Реформы в Иране, начиная с 1279 г. с. х./1900 г. и далее, носили явно двойственный характер: во-первых, это были усилия по созданию власти, опирающейся на Конституцию, а во-вторых, по поощрению народа к созданию индустриального государства. Однако основной особенностью власти в Иране, начиная с вышеупомянутого года и впредь, было то, что государство управлялось более по желанию лиц или групп лиц, нежели в рамках закона. Принимая во внимание нижеследующие факты, вероятно, причины этого станут более понятны:
1. До 1285 г. с. х./1906 г. власть в Иране традиционно и исторически принадлежала шаху.
2. В это время конституционное правление было даровано народу, не имевшему никакого опыта в такого рода власти и не понимавшего принципов конституционализма, несмотря на то что в прошлом существовали некоторые образцы местного автономного управления в деревнях и племенах.
3. Антиреволюционные силы при поддержке русских оккупационных вооруженных сил отменили Конституцию в северных регионах, и до Первой мировой войны страна находилась в кризисе и волнениях.
4. Несмотря на нейтралитет, вслед за агрессией Турции в 1914 г. Иран превратился в поле военных действий в Первой мировой войне. Русские солдаты с помощью местных войск, а также английских солдат захватили некоторые регионы на юге.
5. В промежутке между 1300 и 1320 гг. с. х./1921—1941 гг. абсолютная власть в Иране постоянно находилась в руках Риза-хана, который, основав в 1304 г. с. х./1925 г. новую династию, стал именоваться Риза-шахом Пахлави.

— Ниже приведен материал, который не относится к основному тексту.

//! Spinners for long-running remote calls

use indicatif::{ProgressBar, ProgressStyle};
use std::time::Duration;

const TICK: Duration = Duration::from_millis(100);

/// Start a spinner on stderr with `message`
pub fn create_spinner(message: &str) -> ProgressBar {
    let spinner = ProgressBar::new_spinner();
    spinner.set_style(
        ProgressStyle::default_spinner()
            .tick_chars("⠋⠙⠹⠸⠼⠴⠦⠧⠇⠏ ")
            .template("{spinner:.cyan} {msg}")
            .unwrap_or_else(|_| ProgressStyle::default_spinner()),
    );
    spinner.set_message(message.to_string());
    spinner.enable_steady_tick(TICK);
    spinner
}

/// Stop the spinner and remove it from the terminal
pub fn complete_spinner_and_clear(spinner: ProgressBar) {
    spinner.finish_and_clear();
}

/// Stop the spinner leaving an error line behind
pub fn complete_spinner_error(spinner: ProgressBar, message: &str) {
    spinner.abandon_with_message(format!("✗ {message}"));
}
//! IAM token management with caching
//!
//! The TokenManager exchanges the API key for a bearer token and keeps it
//! cached until it is about to expire.

use super::types::{AuthError, AuthResult, IamTokenResponse, TokenSet};
use std::fmt;
use std::time::Duration;
use tokio::sync::RwLock;
use tracing::{debug, info};

const APIKEY_GRANT_TYPE: &str = "urn:ibm:params:oauth:grant-type:apikey";

/// Manages IAM tokens for a single API key
pub struct TokenManager {
    api_key: String,
    token_endpoint: String,
    http_client: reqwest::Client,
    cache: RwLock<Option<TokenSet>>,
}

impl fmt::Debug for TokenManager {
    fn fmt(&self, f: &mut fmt::Formatter<'_>) -> fmt::Result {
        f.debug_struct("TokenManager")
            .field("token_endpoint", &self.token_endpoint)
            .field("api_key", &"<redacted>")
            .finish()
    }
}

impl TokenManager {
    /// Re-request the token when it expires within this window
    const REFRESH_THRESHOLD: Duration = Duration::from_secs(60);

    /// Create a token manager for `api_key` against the IAM service at `iam_url`
    pub fn new(
        api_key: impl Into<String>,
        iam_url: &str,
        http_client: reqwest::Client,
    ) -> AuthResult<Self> {
        let api_key = api_key.into();
        if api_key.trim().is_empty() {
            return Err(AuthError::ApiKeyMissing);
        }

        Ok(Self {
            api_key,
            token_endpoint: format!("{}/identity/token", iam_url.trim_end_matches('/')),
            http_client,
            cache: RwLock::new(None),
        })
    }

    /// Get a valid access token, exchanging the API key when needed
    pub async fn get_access_token(&self) -> AuthResult<String> {
        {
            let cache = self.cache.read().await;
            if let Some(token_set) = cache.as_ref() {
                if !token_set.expires_within(Self::REFRESH_THRESHOLD) {
                    debug!("Using cached IAM token");
                    return Ok(token_set.access_token.clone());
                }
            }
        }

        let mut cache = self.cache.write().await;
        // another task may have refreshed while we waited for the lock
        if let Some(token_set) = cache.as_ref() {
            if !token_set.expires_within(Self::REFRESH_THRESHOLD) {
                return Ok(token_set.access_token.clone());
            }
        }

        let token_set = self.request_token().await?;
        let access_token = token_set.access_token.clone();
        *cache = Some(token_set);
        Ok(access_token)
    }

    async fn request_token(&self) -> AuthResult<TokenSet> {
        debug!("Requesting IAM token from {}", self.token_endpoint);

        let response = self
            .http_client
            .post(&self.token_endpoint)
            .header("Accept", "application/json")
            .form(&[
                ("grant_type", APIKEY_GRANT_TYPE),
                ("apikey", self.api_key.as_str()),
            ])
            .send()
            .await
            .map_err(|e| AuthError::NetworkError(format!("IAM token request failed: {}", e)))?;

        let status = response.status();
        if !status.is_success() {
            let error_text = response.text().await.unwrap_or_default();
            let message = serde_json::from_str::<crate::error::ErrorResponse>(&error_text)
                .ok()
                .and_then(|body| body.best_message())
                .unwrap_or(error_text);
            return Err(AuthError::Rejected {
                status: status.as_u16(),
                message,
            });
        }

        let token_response: IamTokenResponse = response.json().await.map_err(|e| {
            AuthError::InvalidResponse(format!("Failed to parse token response: {}", e))
        })?;

        info!("Obtained IAM access token");
        Ok(token_response.into())
    }
}
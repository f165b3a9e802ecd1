//! Utility functions shared across pvsadm components

pub mod duration;
pub mod purge;

pub use duration::parse_duration;
pub use purge::is_purgeable;
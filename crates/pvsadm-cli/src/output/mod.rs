//! Output formatting utilities

pub mod table_output;

use crate::error::Result;
use console::style;
use serde::Serialize;

/// Output data as JSON
pub fn json_output<T: Serialize>(data: &T) -> Result<()> {
    let json = serde_json::to_string_pretty(data)?;
    println!("{json}");
    Ok(())
}

/// Print a success message with green checkmark
pub fn print_success(message: &str) {
    println!("{} {}", style("✓").green().bold(), message);
}

/// Print an error message with red X
pub fn print_error(message: &str) {
    eprintln!("{} {}", style("✗").red().bold(), style(message).red());
}

/// Print an informational message with blue info icon
pub fn print_info(message: &str) {
    println!("{} {}", style("ℹ").blue(), message);
}

/// Print a warning on stderr
pub fn print_warning(message: &str) {
    eprintln!("{} {}", style("!").yellow().bold(), style(message).yellow());
}
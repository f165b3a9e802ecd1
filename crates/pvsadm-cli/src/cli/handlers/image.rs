//! Image command handlers

use crate::cli::commands::{ImportOptions, InstanceArgs};
use crate::client::create_client;
use crate::config::CliConfig;
use crate::error::Result;
use crate::output::{json_output, print_info, print_success, table_output};
use crate::progress::{complete_spinner_and_clear, complete_spinner_error, create_spinner};
use pvsadm_sdk::types::ImageReference;
use pvsadm_sdk::{ImageImporter, ImportImageOptions};
use tracing::debug;

impl ImportOptions {
    /// Workflow options; the credential name falls back to configuration
    pub fn to_import_options(&self, config: &CliConfig) -> Result<ImportImageOptions> {
        Ok(ImportImageOptions {
            instance: self.instance.selector()?,
            bucket: self.bucket.clone(),
            region: self.region.clone(),
            object_name: self.object_name.clone(),
            image_name: self.image_name.clone(),
            access_key: self.access_key.clone(),
            secret_key: self.secret_key.clone(),
            os_type: self.os_type,
            storage_type: self.storage_type,
            service_credential_name: self
                .service_credential_name
                .clone()
                .unwrap_or_else(|| config.image.service_credential_name.clone()),
        })
    }
}

/// Handle `image import`
pub async fn handle_import(
    options: ImportOptions,
    config: &CliConfig,
    api_key: Option<&str>,
    json: bool,
) -> Result<()> {
    let import = options.to_import_options(config)?;
    debug!(
        "Importing {} from bucket {} into PowerVS instance {}",
        import.object_name, import.bucket, import.instance
    );

    let client = create_client(config, api_key)?;
    let spinner = create_spinner(&format!(
        "Importing {} as {}...",
        import.object_name, import.image_name
    ));

    let image = match ImageImporter::new(&client).import(&import).await {
        Ok(image) => {
            complete_spinner_and_clear(spinner);
            image
        }
        Err(e) => {
            complete_spinner_error(spinner, "Image import failed");
            return Err(e.into());
        }
    };

    if json {
        return json_output(&image);
    }

    print_success(&format!(
        "Importing Image {} is currently in {} state",
        image.name, image.state
    ));
    table_output::display_image(&image);
    Ok(())
}

/// Handle `image ls`
pub async fn handle_ls(
    instance: InstanceArgs,
    config: &CliConfig,
    api_key: Option<&str>,
    json: bool,
) -> Result<()> {
    let (instance_name, images) = list_images(instance, config, api_key).await?;

    if json {
        return json_output(&images);
    }

    if images.is_empty() {
        print_info(&format!("No images found in PowerVS instance {instance_name}"));
        return Ok(());
    }

    table_output::display_images(&images);
    println!("\nTotal images: {}", images.len());
    Ok(())
}

/// Resolve the instance and list its images, returning the instance name
pub async fn list_images(
    instance: InstanceArgs,
    config: &CliConfig,
    api_key: Option<&str>,
) -> Result<(String, Vec<ImageReference>)> {
    let selector = instance.selector()?;
    let client = create_client(config, api_key)?;

    let spinner = create_spinner("Fetching images...");
    let result = async {
        let images = client.power_images(&selector).await?;
        let all = images.get_all().await?;
        Ok::<_, pvsadm_sdk::ApiError>((images.instance().name.clone(), all))
    }
    .await;

    match result {
        Ok(found) => {
            complete_spinner_and_clear(spinner);
            Ok(found)
        }
        Err(e) => {
            complete_spinner_error(spinner, "Failed to list images");
            Err(e.into())
        }
    }
}
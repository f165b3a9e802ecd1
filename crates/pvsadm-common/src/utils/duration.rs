//! Duration parsing for command-line age filters
//!
//! Accepts the compact `<number><unit>` notation used by the purge commands,
//! e.g. `72h`, `1h30m`, `7d`. Units: `s`, `m`, `h`, `d`.

use anyhow::{anyhow, bail, Result};
use std::time::Duration;

/// Parse a duration such as `72h` or `1d12h`
pub fn parse_duration(input: &str) -> Result<Duration> {
    let input = input.trim();
    if input.is_empty() {
        bail!("Duration cannot be empty");
    }
    if input == "0" {
        return Ok(Duration::ZERO);
    }

    let mut total: u64 = 0;
    let mut digits = String::new();

    for c in input.chars() {
        if c.is_ascii_digit() {
            digits.push(c);
            continue;
        }

        if digits.is_empty() {
            bail!("Invalid duration '{input}': expected a number before '{c}'");
        }
        let value: u64 = digits
            .parse()
            .map_err(|e| anyhow!("Invalid duration '{input}': {e}"))?;
        digits.clear();

        let unit_secs = match c {
            's' => 1,
            'm' => 60,
            'h' => 60 * 60,
            'd' => 24 * 60 * 60,
            other => bail!("Invalid duration '{input}': unknown unit '{other}'"),
        };

        total = value
            .checked_mul(unit_secs)
            .and_then(|secs| total.checked_add(secs))
            .ok_or_else(|| anyhow!("Duration '{input}' is too large"))?;
    }

    if !digits.is_empty() {
        bail!("Invalid duration '{input}': missing unit after '{digits}'");
    }

    Ok(Duration::from_secs(total))
}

6. С 3-го числа месяца шахривара 1320 до 1325 г. с. х./25 августа 1941—1946 гг. Иран вновь был оккупирован силами союзников. Русские вошли в страну с севера, а англичане и американцы — с юга, и совершенно очевидно, что в таких удручающих кризисных условиях, продолжавшихся с 1279 г. с. х./1900 г., ситуация не благоприятствовала углублению конституционного правления[424].
Риза-зада Шафак по поводу положения в Иране в период с установления конституционного правления до появления Риза-хана пишет:
Когда начался период игры в собрания (анджуманы), собрания были созданы в каждом переулке. Покойный Талыбов писал: «Что за зверь такой Тегеран, что за одну ночь родил столько собраний?!» Затем наступил период игры в партии. Когда некоторые «политизированные» торговцы рисом или бакалеей засовывали руку в карман, чтобы достать оттуда пачку сигарет или коробочку с опиумом, оттуда выглядывали краешки одной-двух политических программок! Затем пришла пора журналистики, на каждом клочке бумаги писали: «Идея этой газеты — благо государства» и так далее… Теперь же Иран рождает журналы!.. Все это происходило и происходит, только где результат? Жители столицы Ирана при свете дня разодрали на кусочки и убили американского консула[425], обвинили газетчика в безбожии из-за одного слова, провели заседания и помолились во здравие тех, вся жизнь которых до сих пор состоит в высасывании крови у этих несчастных… При русском завоевании тысячи человек из этой благородной нации получили довольствие из карманов Николая и устремились на охоту за разрозненными скрывающимися либералами своей родины; палачом, вздернувшим по приговору чиновников Николая на виселицу Сикат ал-Ислама, был иранец! [426]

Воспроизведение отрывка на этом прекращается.